Monday, Jan. 30, 1978
Leftovers
By Gerald Clarke
REFLECTIONS WITHOUT MIRRORS: AN AUTOBIOGRAPHY OF THE MIND by Louis Nizer Doubleday; 469 pages; $10.95
Ask a fan what the great American sport is, and he will probably give one of three answers: football, baseball or basketball. In each case he would be wrong. The true national sport is the law, and the contest Americans love best is the one in the courtroom, where lives are at stake and vast sums can be won or lost on a lawyer's forward motion.

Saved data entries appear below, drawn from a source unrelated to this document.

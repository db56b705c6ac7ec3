use crate::state::AppState;
use axum::Router;

mod claims;
mod dto;
pub(crate) mod extractors;
pub mod handlers;
pub mod links;
pub mod password;
pub mod services;
pub mod throttle;
pub mod tokens;

pub fn router() -> Router<AppState> {
    Router::new()
        .merge(handlers::auth_routes())
        .merge(handlers::verification_routes())
}
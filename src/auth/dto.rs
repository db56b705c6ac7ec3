use serde::{Deserialize, Serialize};

use crate::users::dto::UserResource;

/// Request body for user registration.
#[derive(Debug, Default, Deserialize)]
#[serde(default)]
pub struct RegisterRequest {
    pub username: String,
    pub email: String,
    pub password: String,
    pub password_confirmation: String,
}

/// Request body for login.
#[derive(Debug, Default, Deserialize)]
#[serde(default)]
pub struct LoginRequest {
    pub username: String,
    pub password: String,
}

/// `data` returned after a successful login.
#[derive(Debug, Serialize)]
pub struct LoginData {
    pub access_token: String,
    pub token_type: &'static str,
    pub user: UserResource,
}

/// `signature` query parameter of verification links.
#[derive(Debug, Default, Deserialize)]
pub struct SignatureQuery {
    pub signature: Option<String>,
}
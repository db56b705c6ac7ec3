use std::collections::BTreeMap;

use lazy_static::lazy_static;
use regex::Regex;
use serde::Serialize;

/// Field-keyed validation messages, serialized as `{ "field": ["msg", ..] }`.
#[derive(Debug, Clone, Default, PartialEq, Eq, Serialize)]
#[serde(transparent)]
pub struct FieldErrors(BTreeMap<String, Vec<String>>);

impl FieldErrors {
    pub fn new() -> Self {
        Self::default()
    }

    pub fn add(&mut self, field: &str, message: impl Into<String>) {
        self.0.entry(field.to_string()).or_default().push(message.into());
    }

    pub fn has(&self, field: &str) -> bool {
        self.0.contains_key(field)
    }

    pub fn is_empty(&self) -> bool {
        self.0.is_empty()
    }

    pub fn get(&self, field: &str) -> Option<&[String]> {
        self.0.get(field).map(Vec::as_slice)
    }

    /// `Ok(())` when nothing was recorded.
    pub fn into_result(self) -> Result<(), FieldErrors> {
        if self.is_empty() {
            Ok(())
        } else {
            Err(self)
        }
    }
}

pub fn is_valid_email(email: &str) -> bool {
    lazy_static! {
        static ref EMAIL_RE: Regex = Regex::new(r"^[^@\s]+@[^@\s]+\.[^@\s]+$").unwrap();
    }
    EMAIL_RE.is_match(email)
}

pub fn is_valid_username(username: &str) -> bool {
    lazy_static! {
        static ref USERNAME_RE: Regex = Regex::new(r"^[A-Za-z0-9_.\-]+$").unwrap();
    }
    USERNAME_RE.is_match(username)
}

/// Human form of a field name, `profile_image` -> `profile image`.
pub fn label(field: &str) -> String {
    field.replace('_', " ")
}

pub fn required(errors: &mut FieldErrors, field: &str, value: &str) -> bool {
    if value.trim().is_empty() {
        errors.add(field, format!("The {} field is required.", label(field)));
        return false;
    }
    true
}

The Howard Cosell of the legal game is Louis Nizer, 75, a distinguished New York lawyer whose reportage can make the driest case read like The Caine Mutiny Court Martial. Two previous books based on his own courtroom experiences, My Life in Court and The Jury Returns, were longtime bestsellers. Nizer represented Journalist Quentin Reynolds in a successful libel suit against Columnist Westbrook Pegler, and the account was exciting enough to be made into a Broadway play and a TV drama. The present volume suffers greatly by comparison. Part autobiography, part a philosophical guide to the law, it is mostly leftovers, with only a few fresh morsels to offer.
One of the most interesting chapters, naturally enough, involves the Kennedys, and it will not be pleasant reading for their hagiographers. In the early '60s, the Justice Department, under Attorney General Robert Kennedy, began investigating an old family friend, Publicist Igor Cassini, for his supposed failure to register as a foreign agent. Cassini, who wrote a gossip column for the Hearst papers under the name Cholly Knickerbocker, was suspected of illegally representing the Dominican Republic and Dictator Rafael Trujillo in the U.S. Perhaps because of his family's friendship with Cassini, Bobby Kennedy pursued him with extraordinary ferocity, afraid that he and his brother would otherwise be accused of favoritism.
In fact, says Nizer, the Government's case was based on a suspicious but innocent transfer of funds between the man who did represent the Dominican Republic and Cassini. Any jury, he says, would have found for the defendant. Nizer pointed out the flimsiness of the Government's position to Jack Kennedy, who was shocked when Cassini's wife cracked under the strain and killed herself. Both Jack and Joe Kennedy urged mercy for Igor, but Bobby persisted. Finally, Nizer realized that Bobby had gone so far as to have the FBI tap his phone conversations with his client. "I was stunned," he writes, "by this violation of law by the Attorney General in the course of trying to prove a violation by Igor . . . I had to curb my impulse to tell him just what I thought of his tactics and venom. But always in such moments, the lawyer's thoughts must be of his client. I would injure Igor if I 'broke' with Bobby. A lawyer can afford to be emotional on behalf of his client, but not to his injury." Eventually, Nizer's patience won the case, or most of it. The Justice Department dropped three indictments, and Cassini pleaded no contest to the fourth, a relatively minor one. He was fined $10,000 and placed on six months' probation.
Like all good lawyers, Nizer has spent as much time talking clients out of law suits as he has trying to win them. "Legal warfare is expensive and harrowing," he says. "It should be resorted to only when there is real damage, not merely high sensitivity to a slur." He advised Lyndon Johnson against suing the Saturday Evening Post for putting words into his mouth, and dissuaded the late Jacqueline Susann from taking on Truman Capote for suggesting that she looked like "a truck driver in drag." "She wished revenge," Nizer recalls. "She wanted to see the day when 'the little worm would squirm under cross-examination.' " Capote replied that his comment was bitchy, but not a libelous attack. Nizer counseled restraint and, eventually, Susann let the matter drop.
Louis Nizer might have been equally well advised to let other matters drop. Charming in parts, fascinating on occasion, Reflections Without Mirrors is, at 469 pages, too much, and yet not enough. The author-attorney has given his best before, and, like all writers of sequels, he now finds his stock depleted. Other lawyers will no doubt remain attentive throughout, but the jury--the ordinary reader--may render a less favorable verdict.